More scientists say coronavirus most likely came from animals, not lab leak

Holly Chik, South China Morning Post

Posted at Jul 09 2021 04:55 AM

More scientists say coronavirus most likely came from animals, not lab leak 1
This undated image obtained March 28, 2021, courtesy of the National Institute of Allergy and Infectious Diseases shows a transmission electron microscope image of SARS-CoV-2, the virus that causes COVID-19. National Institute of Allergy and Infectious Diseases handout, AFP/file

A group of prominent international scientists say that after reviewing the evidence they believe the coronavirus most likely came from animals rather than a laboratory leak.

In a paper posted online without review, they said there was substantial evidence supporting a zoonotic origin for the Sars-CoV-2 coronavirus, while no current evidence had shown that it escaped from a lab.

Failing to investigate the zoonotic origin “would leave the world vulnerable to future pandemics arising from the same human activities that have repeatedly put us on a collision course with novel viruses”, they said, referring to the wildlife trade.

The 21 scientists from Australia, Austria, Britain, Canada, China, New Zealand and the United States posted the paper on the Zenodo research repository on Wednesday.

The World Health Organization has repeatedly said that finding the origins of the virus that causes Covid-19 – which has now killed more than 4 million people globally – is essential in efforts to reduce the risk of future pandemics.

The UN agency sent a team of international scientists to Wuhan, the Chinese city where the first known outbreak occurred, in January to investigate the origins. After their report was released in March, WHO chief Tedros Adhanom Ghebreyesus said “all hypotheses remain on the table”.

“Although the team has concluded that a laboratory leak is the least likely hypothesis, this requires further investigation, potentially with additional missions involving specialist experts, which I am ready to deploy,” he said.

Theories that the virus might not have a natural origin – particularly that it could have leaked from a Chinese laboratory – have gained traction in recent months and a growing chorus of scientists, as well as the US government, are now calling for a deeper examination of the possibility.

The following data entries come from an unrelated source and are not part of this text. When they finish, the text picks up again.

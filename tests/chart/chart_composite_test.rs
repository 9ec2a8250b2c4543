//! Grid layouts, grid promotion and timeline mode.

use reportflow::chart::{self, build_from_config, ChartDefaults, ChartDescriptor, TimelineGuard};
use reportflow::data::Record;
use serde_json::{json, Value};

fn records(value: Value) -> Vec<Record> {
    value
        .as_array()
        .unwrap()
        .iter()
        .map(|v| v.as_object().unwrap().clone())
        .collect()
}

fn build(config: Value, rows: Value) -> Value {
    build_from_config(&config, &records(rows), &ChartDefaults::default())
        .unwrap()
        .unwrap()
        .into_value()
}

fn quarterly() -> Value {
    json!([
        {"q": "Q1", "revenue": 120, "margin": 12.5, "orders": 30, "returns": 2},
        {"q": "Q2", "revenue": 180, "margin": 15, "orders": 41, "returns": 5}
    ])
}

fn types(series: &Value) -> Vec<&str> {
    series
        .as_array()
        .unwrap()
        .iter()
        .map(|s| s["type"].as_str().unwrap())
        .collect()
}

#[test]
fn test_dual_axis_grid() {
    let out = build(
        json!({
            "type": "grid",
            "x_axis": "q",
            "y_axis": ["revenue", "margin"],
            "series_types": {"margin": "line"},
            "series_axis": {"margin": "right"},
            "y2_axis_suffix": "%"
        }),
        quarterly(),
    );

    let series = &out["series"];
    assert_eq!(types(series), vec!["bar", "line"]);
    assert_eq!(series[0]["yAxisIndex"], json!(0));
    assert_eq!(series[0]["z"], json!(0));
    assert_eq!(series[1]["yAxisIndex"], json!(1));
    assert_eq!(series[1]["z"], json!(10));
    assert_eq!(series[1]["data"], json!([12.5, 15]));

    let y_axes = out["yAxis"].as_array().unwrap();
    assert_eq!(y_axes.len(), 2);
    assert_eq!(y_axes[0]["position"], json!("left"));
    assert_eq!(y_axes[0]["name"], json!("revenue"));
    assert_eq!(y_axes[0]["axisLine"]["lineStyle"]["color"], json!("#5793f3"));
    assert_eq!(y_axes[1]["position"], json!("right"));
    assert_eq!(y_axes[1]["name"], json!("margin"));
    assert_eq!(y_axes[1]["axisLabel"]["formatter"], json!("{value}%"));
    assert_eq!(y_axes[1]["axisLine"]["lineStyle"]["color"], json!("#d14a61"));

    assert_eq!(out["grid"]["right"], json!("20%"));
    assert_eq!(out["tooltip"]["trigger"], json!("axis"));
    assert_eq!(out["tooltip"]["axisPointer"]["type"], json!("cross"));
    assert_eq!(out["xAxis"][0]["data"], json!(["Q1", "Q2"]));
}

#[test]
fn test_multi_yaxis_puts_rest_on_right_as_lines() {
    let out = build(
        json!({
            "type": "grid",
            "grid_type": "multi_yaxis",
            "x_axis": "q",
            "y_axis": ["revenue", "orders", "returns"]
        }),
        quarterly(),
    );
    let series = &out["series"];
    assert_eq!(types(series), vec!["bar", "line", "line"]);
    assert_eq!(series[2]["yAxisIndex"], json!(1));
    assert_eq!(out["yAxis"][1]["name"], json!("orders"));
}

#[test]
fn test_dual_axis_without_right_series() {
    let out = build(
        json!({"type": "grid", "x_axis": "q", "y_axis": ["revenue"], "grid_right": "8%"}),
        quarterly(),
    );
    assert_eq!(out["yAxis"].as_array().unwrap().len(), 1);
    assert_eq!(out["grid"]["right"], json!("8%"));
}

#[test]
fn test_vertical_split() {
    let out = build(
        json!({
            "type": "grid",
            "grid_type": "vertical",
            "title": "Split",
            "x_axis": "q",
            "y_axis": ["revenue", "margin", "orders", "returns"],
            "stack": true
        }),
        quarterly(),
    );

    assert_eq!(out["title"]["text"], json!("Split"));
    assert_eq!(out["grid"], json!([{"bottom": "60%"}, {"top": "60%"}]));
    let series = &out["series"];
    assert_eq!(types(series), vec!["bar", "bar", "line", "line"]);
    assert_eq!(series[1]["xAxisIndex"], json!(0));
    assert_eq!(series[2]["xAxisIndex"], json!(1));
    assert_eq!(series[3]["yAxisIndex"], json!(1));
    assert!(series[0].get("stack").is_none());

    assert_eq!(out["xAxis"][1]["gridIndex"], json!(1));
    assert_eq!(out["xAxis"][1]["data"], json!(["Q1", "Q2"]));
    assert_eq!(out["yAxis"][0]["gridIndex"], json!(0));
}

#[test]
fn test_horizontal_split_with_one_column() {
    let out = build(
        json!({"type": "grid", "grid_type": "horizontal", "x_axis": "q", "y_axis": ["revenue"]}),
        quarterly(),
    );
    assert_eq!(out["grid"], json!([{"right": "55%"}, {"left": "55%"}]));
    assert_eq!(types(&out["series"]), vec!["bar"]);
}

#[test]
fn test_basic_grid() {
    let out = build(
        json!({"type": "grid", "overlap_type": "none", "x_axis": "q", "y_axis": ["revenue", "orders"]}),
        quarterly(),
    );
    assert_eq!(types(&out["series"]), vec!["bar", "bar"]);
    assert_eq!(out["xAxis"].as_array().unwrap().len(), 1);
    assert!(out["series"][0].get("yAxisIndex").is_none());
}

#[test]
fn test_bar_with_right_axis_is_promoted() {
    let out = build(
        json!({
            "type": "bar",
            "x_axis": "q",
            "y_axis": ["revenue", "orders"],
            "series_axis": {"orders": "right"}
        }),
        quarterly(),
    );
    assert_eq!(types(&out["series"]), vec!["bar", "bar"]);
    assert_eq!(out["series"][1]["yAxisIndex"], json!(1));
    assert_eq!(out["yAxis"].as_array().unwrap().len(), 2);
}

#[test]
fn test_scatter_promotion_keeps_scatter_series() {
    let out = build(
        json!({
            "type": "scatter",
            "x_axis": "q",
            "y_axis": ["revenue", "margin"],
            "series_axis": {"margin": "right"}
        }),
        quarterly(),
    );
    assert_eq!(types(&out["series"]), vec!["scatter", "scatter"]);
    assert_eq!(out["series"][1]["yAxisIndex"], json!(1));
}

#[test]
fn test_pie_is_never_promoted() {
    let out = build(
        json!({"type": "pie", "x_axis": "q", "y_axis": "revenue", "series_axis": {"revenue": "right"}}),
        quarterly(),
    );
    assert_eq!(types(&out["series"]), vec!["pie"]);
    assert!(out.get("yAxis").is_none());
}

#[test]
fn test_timeline_frames_per_time_point() {
    let rows = json!([
        {"year": 2023, "region": "East", "sales": 10},
        {"year": 2022, "region": "East", "sales": 7},
        {"year": 2023, "region": "West", "sales": 4},
        {"year": 2022, "region": "West", "sales": 9},
        {"year": 2023, "region": "North", "sales": 1}
    ]);
    let out = build(
        json!({
            "type": "bar",
            "title": "Sales",
            "x_axis": "region",
            "y_axis": "sales",
            "timeline_field": "year",
            "timeline_play_interval": 2500,
            "timeline_auto_play": false
        }),
        rows,
    );

    let timeline = &out["baseOption"]["timeline"];
    assert_eq!(timeline["axisType"], json!("category"));
    assert_eq!(timeline["autoPlay"], json!(false));
    assert_eq!(timeline["loop"], json!(true));
    assert_eq!(timeline["playInterval"], json!(2500));
    assert_eq!(timeline["data"], json!(["2022", "2023"]));

    let frames = out["options"].as_array().unwrap();
    assert_eq!(frames.len(), 2);
    assert_eq!(frames[0]["title"]["text"], json!("Sales - 2022"));
    assert_eq!(frames[0]["xAxis"][0]["data"], json!(["East", "West"]));
    assert_eq!(frames[0]["series"][0]["data"], json!([7, 9]));
    assert_eq!(frames[1]["title"]["text"], json!("Sales - 2023"));
    assert_eq!(frames[1]["series"][0]["data"], json!([10, 4, 1]));
}

#[test]
fn test_timeline_frames_can_be_composite() {
    let out = build(
        json!({
            "type": "line",
            "title": "KPIs",
            "x_axis": "q",
            "y_axis": ["revenue", "margin"],
            "series_axis": {"margin": "right"},
            "timeline_field": "year"
        }),
        json!([
            {"year": "2024", "q": "Q1", "revenue": 1, "margin": 2},
            {"year": "2024", "q": "Q2", "revenue": 3, "margin": 4}
        ]),
    );
    let frame = &out["options"][0];
    assert_eq!(types(&frame["series"]), vec!["line", "line"]);
    assert_eq!(frame["series"][1]["yAxisIndex"], json!(1));
    assert_eq!(frame["title"]["text"], json!("KPIs - 2024"));
}

#[test]
fn test_null_time_point_sorts_first() {
    let out = build(
        json!({"x_axis": "c", "y_axis": "v", "timeline_field": "t"}),
        json!([{"t": "b", "c": "x", "v": 1}, {"t": null, "c": "y", "v": 2}]),
    );
    assert_eq!(out["baseOption"]["timeline"]["data"], json!(["", "b"]));
    assert_eq!(out["options"][0]["series"][0]["data"], json!([2]));
}

#[test]
fn test_frames_do_not_nest_timelines() {
    let descriptor = ChartDescriptor::from_value(&json!({
        "x_axis": "c",
        "y_axis": "v",
        "timeline_field": "t"
    }))
    .unwrap();
    let rows = records(json!([{"t": 1, "c": "x", "v": 1}]));

    let outer = chart::build(&descriptor, &rows, &ChartDefaults::default(), TimelineGuard::new(2))
        .unwrap()
        .unwrap();
    assert!(outer.is_timeline());
    assert!(outer.as_value()["options"][0].get("baseOption").is_none());

    let flat = chart::build(&descriptor, &rows, &ChartDefaults::default(), TimelineGuard::exhausted())
        .unwrap()
        .unwrap();
    assert!(!flat.is_timeline());
}
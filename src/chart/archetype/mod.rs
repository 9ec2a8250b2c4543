//! One module per chart archetype.
//!
//! Every archetype has the same shape, `fn build(ctx) -> ChartResult<Option<Value>>`,
//! and returns `None` when the shaped data gives it nothing to draw.

mod bar;
mod calendar;
mod funnel;
mod gauge;
mod graph;
mod grid;
mod heatmap;
mod line;
mod liquid;
mod map;
mod parallel;
mod pictorial;
mod pie;
mod radar;
mod sankey;
mod scatter;
mod table;

use serde_json::Value;

use super::context::BuildContext;
use super::error::ChartResult;
use super::kind::ChartType;

pub fn build(ctx: &BuildContext<'_>) -> ChartResult<Option<Value>> {
    match ctx.kind() {
        ChartType::Bar => bar::build(ctx),
        ChartType::Line => line::build(ctx),
        ChartType::Pie => pie::build(ctx),
        ChartType::Scatter => scatter::build(ctx),
        ChartType::Radar => radar::build(ctx),
        ChartType::Funnel => funnel::build(ctx),
        ChartType::Gauge => gauge::build(ctx),
        ChartType::Heatmap => heatmap::build(ctx),
        ChartType::Calendar => calendar::build(ctx),
        ChartType::Graph => graph::build(ctx),
        ChartType::Liquid => liquid::build(ctx),
        ChartType::Parallel => parallel::build(ctx),
        ChartType::PictorialBar => pictorial::build(ctx),
        ChartType::Sankey => sankey::build(ctx),
        ChartType::Map => map::build(ctx),
        ChartType::Table => table::build(ctx),
        ChartType::Grid => grid::build(ctx),
    }
}

/// `[{name, value}]` pairs of category and the first series.
fn name_value_pairs(ctx: &BuildContext<'_>, values: &[f64]) -> Value {
    Value::Array(
        ctx.data
            .categories
            .iter()
            .zip(values)
            .map(|(name, v)| serde_json::json!({"name": name, "value": crate::data::number_value(*v)}))
            .collect(),
    )
}

/// Name of the first category column: the bound one, or the first key of the first row.
fn category_column(ctx: &BuildContext<'_>) -> Option<String> {
    ctx.descriptor
        .binding
        .category_col()
        .map(str::to_string)
        .or_else(|| ctx.rows.first()?.keys().next().cloned())
}
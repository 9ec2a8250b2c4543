//! Lenient reading of UI-produced chart config values.
//!
//! Chart configs come from form widgets: booleans arrive as `"true"`,
//! numbers as `"12"`, unset fields as `""`. [`StyleReader`] accepts all of
//! these and falls back to the supplied default instead of failing.

use std::collections::BTreeMap;

use serde_json::{Map, Value};

use super::calc::parse_number;

/// Read-only view over a flat chart config map.
#[derive(Debug, Clone, Copy)]
pub struct StyleReader<'a> {
    map: &'a Map<String, Value>,
}

impl<'a> StyleReader<'a> {
    pub fn new(map: &'a Map<String, Value>) -> Self {
        Self { map }
    }

    /// First non-null value among `keys`.
    pub fn get(&self, keys: &[&str]) -> Option<&'a Value> {
        keys.iter()
            .filter_map(|k| self.map.get(*k))
            .find(|v| !v.is_null())
    }

    /// First value among `keys` that is neither null nor a blank string.
    pub fn present(&self, keys: &[&str]) -> Option<&'a Value> {
        keys.iter()
            .filter_map(|k| self.map.get(*k))
            .find(|v| !is_blank(v))
    }

    pub fn opt_string(&self, keys: &[&str]) -> Option<String> {
        self.present(keys).map(value_to_string)
    }

    pub fn string(&self, keys: &[&str], default: &str) -> String {
        self.opt_string(keys).unwrap_or_else(|| default.to_string())
    }

    /// Like [`string`](Self::string) but an explicit `""` is kept.
    pub fn raw_string(&self, keys: &[&str], default: &str) -> String {
        self.get(keys)
            .map(value_to_string)
            .unwrap_or_else(|| default.to_string())
    }

    pub fn opt_bool(&self, keys: &[&str]) -> Option<bool> {
        self.present(keys).and_then(value_to_bool)
    }

    pub fn bool(&self, keys: &[&str], default: bool) -> bool {
        self.opt_bool(keys).unwrap_or(default)
    }

    pub fn opt_number(&self, keys: &[&str]) -> Option<f64> {
        self.present(keys).and_then(parse_number)
    }

    pub fn number(&self, keys: &[&str], default: f64) -> f64 {
        self.opt_number(keys).unwrap_or(default)
    }

    /// A size or position that may be a number or a string such as `"20%"`.
    /// Numeric strings become numbers.
    pub fn dimension(&self, keys: &[&str]) -> Option<Value> {
        self.present(keys).map(|v| match v {
            Value::String(s) => s
                .trim()
                .parse::<f64>()
                .ok()
                .and_then(serde_json::Number::from_f64)
                .map(Value::Number)
                .unwrap_or_else(|| Value::String(s.trim().to_string())),
            other => other.clone(),
        })
    }

    /// A list of strings given as an array or a comma-separated string.
    pub fn string_list(&self, keys: &[&str]) -> Vec<String> {
        match self.present(keys) {
            Some(Value::Array(items)) => items
                .iter()
                .filter(|v| !is_blank(v))
                .map(value_to_string)
                .collect(),
            Some(Value::String(s)) => s
                .split(',')
                .map(str::trim)
                .filter(|s| !s.is_empty())
                .map(str::to_string)
                .collect(),
            Some(other) => vec![value_to_string(other)],
            None => Vec::new(),
        }
    }

    pub fn object(&self, keys: &[&str]) -> Option<&'a Map<String, Value>> {
        self.get(keys).and_then(Value::as_object)
    }

    /// A `{name: text}` map; non-string entries are stringified.
    pub fn string_map(&self, keys: &[&str]) -> BTreeMap<String, String> {
        self.object(keys)
            .map(|m| {
                m.iter()
                    .filter(|(_, v)| !v.is_null())
                    .map(|(k, v)| (k.clone(), value_to_string(v)))
                    .collect()
            })
            .unwrap_or_default()
    }
}

pub fn is_blank(v: &Value) -> bool {
    match v {
        Value::Null => true,
        Value::String(s) => s.trim().is_empty(),
        _ => false,
    }
}

pub fn value_to_string(v: &Value) -> String {
    match v {
        Value::String(s) => s.clone(),
        Value::Null => String::new(),
        other => other.to_string(),
    }
}

pub fn value_to_bool(v: &Value) -> Option<bool> {
    match v {
        Value::Bool(b) => Some(*b),
        Value::Number(n) => n.as_f64().map(|f| f != 0.0),
        Value::String(s) => match s.trim().to_lowercase().as_str() {
            "true" | "1" | "yes" | "on" => Some(true),
            "false" | "0" | "no" | "off" | "none" => Some(false),
            _ => None,
        },
        _ => None,
    }
}
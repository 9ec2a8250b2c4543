use serde_json::{json, Value};

use super::name_value_pairs;
use crate::chart::context::BuildContext;
use crate::chart::error::ChartResult;
use crate::chart::options::{self, set_opt};

pub fn build(ctx: &BuildContext<'_>) -> ChartResult<Option<Value>> {
    let Some((col, values)) = ctx.data.series().next() else {
        return Ok(None);
    };
    let name = ctx
        .style()
        .series
        .names
        .get(col)
        .cloned()
        .unwrap_or_else(|| "Funnel".to_string());

    let mut root = options::base(ctx);
    root.insert(
        "series".into(),
        json!([{
            "type": "funnel",
            "name": name,
            "data": name_value_pairs(ctx, values),
            "gap": 2,
            "sort": ctx.style().funnel_sort,
            "label": options::series_label(ctx, col, None),
        }]),
    );
    set_opt(&mut root, "visualMap", options::visual_map(ctx));
    Ok(Some(Value::Object(root)))
}
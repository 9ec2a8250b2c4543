use serde_json::{json, Value};

use super::name_value_pairs;
use crate::chart::context::BuildContext;
use crate::chart::error::ChartResult;
use crate::chart::options::{self, set_opt};

pub fn build(ctx: &BuildContext<'_>) -> ChartResult<Option<Value>> {
    let Some((col, values)) = ctx.data.series().next() else {
        return Ok(None);
    };
    let mut root = options::base(ctx);
    set_opt(&mut root, "visualMap", options::visual_map(ctx));
    root.insert(
        "series".into(),
        json!([{
            "type": "map",
            "map": ctx.style().map_type,
            "name": ctx.series_name(col),
            "data": name_value_pairs(ctx, values),
            "label": options::series_label(ctx, col, None),
        }]),
    );
    Ok(Some(Value::Object(root)))
}
//! Query execution inside a dialect-correct envelope.
//!
//! Caller SQL is never edited in place. It is trimmed, stripped of one
//! trailing `;`, and wrapped as a derived table so filters and a row limit
//! can be applied without parsing it.

use thiserror::Error;
use tracing::{debug, warn};

use crate::config::DataSourceConnection;
use crate::connector::{ConnectionError, Connector, QueryError};
use crate::data::ResultSet;
use crate::sql::dialect::{Dialect, SqlDialect};
use crate::sql::filter::{build_conditions, Filter};

/// Errors from [`QueryExecutor::execute`].
#[derive(Error, Debug, Clone, PartialEq, Eq)]
pub enum ExecuteError {
    /// The connection could not be opened.
    #[error(transparent)]
    Connection(#[from] ConnectionError),

    /// The statement failed on an open connection.
    #[error(transparent)]
    Query(#[from] QueryError),
}

/// Trim and drop one trailing statement terminator.
pub fn normalize_sql(sql: &str) -> &str {
    let trimmed = sql.trim();
    trimmed.strip_suffix(';').map(str::trim_end).unwrap_or(trimmed)
}

/// Build the envelope SQL for `dialect` without executing it.
///
/// A limit of 0 means no limit.
pub fn wrap_query(dialect: Dialect, sql: &str, limit: Option<u64>, filters: &[Filter]) -> String {
    let conditions = build_conditions(filters, &dialect);
    let limit = limit.filter(|n| *n > 0);
    dialect.wrap_query(normalize_sql(sql), &conditions, limit)
}

/// Runs caller SQL against a data source through a [`Connector`].
#[derive(Debug, Clone)]
pub struct QueryExecutor {
    connector: Connector,
}

impl QueryExecutor {
    pub fn new(connector: Connector) -> Self {
        Self { connector }
    }

    pub fn connector(&self) -> &Connector {
        &self.connector
    }

    /// Wrap `sql`, run it, and return every row.
    ///
    /// The connection is closed on every path once it has been opened.
    pub async fn execute(
        &self,
        conn: &DataSourceConnection,
        sql: &str,
        limit: Option<u64>,
        filters: &[Filter],
    ) -> Result<ResultSet, ExecuteError> {
        let final_sql = wrap_query(conn.dialect, sql, limit, filters);
        debug!(dialect = %conn.dialect, sql = %final_sql, "executing wrapped query");

        let mut connection = self.connector.connect(conn).await?;
        let result = connection.query(&final_sql).await;

        if let Err(e) = connection.close().await {
            warn!(target = %conn.display_target(), error = %e, "failed to close connection");
        }

        let rows = result?;
        debug!(columns = rows.columns.len(), rows = rows.len(), "query returned");
        Ok(rows)
    }
}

Critics say the lab leak theory was dismissed too quickly, including by scientists in a letter published in The Lancet in February 2020, less than two months after the world became aware of the first Covid-19 cases in China. Some of those scientists published another Lancet letter on Monday standing by their original view that the virus emerged in nature.

The lead author of the latest paper, Edward Holmes, an evolutionary biologist and virologist from the University of Sydney, said “our careful and critical analysis of the currently available data provided no evidence for the idea that Sars-CoV-2 originated in a laboratory”. Holmes has widely published on the genome and origins of the virus.

The scientists also said that early cases of Covid-19 had clear epidemiological links to animal markets in Wuhan. “[The] most parsimonious explanation for the origin of Sars-CoV-2 is a zoonotic event. The documented epidemiological history of the virus is comparable to previous animal market-associated outbreaks of coronaviruses with a simple route for human exposure,” they said, referring to the Sars epidemic in 2003.

They said no evidence had shown that any early cases had a connection to the Wuhan Institute of Virology, a leading research institute into bat coronaviruses that has been linked to the lab leak theory.

“Under any laboratory escape scenario Sars-CoV-2 would have to have been present in a laboratory prior to the pandemic, yet no evidence exists to support such a notion and no sequence has been identified that could have served as a precursor,” according to the scientists.

They said “the suspicion that Sars-CoV-2 might have a laboratory origin stems from the coincidence that it was first detected in a city that houses a major virological laboratory that studies coronaviruses” and serves as a major travel hub.

“The link to Wuhan therefore more likely reflects the fact that pathogens often require heavily populated areas to become established,” they said.

The University of Sydney said the paper would be submitted to a leading journal for peer review and publication.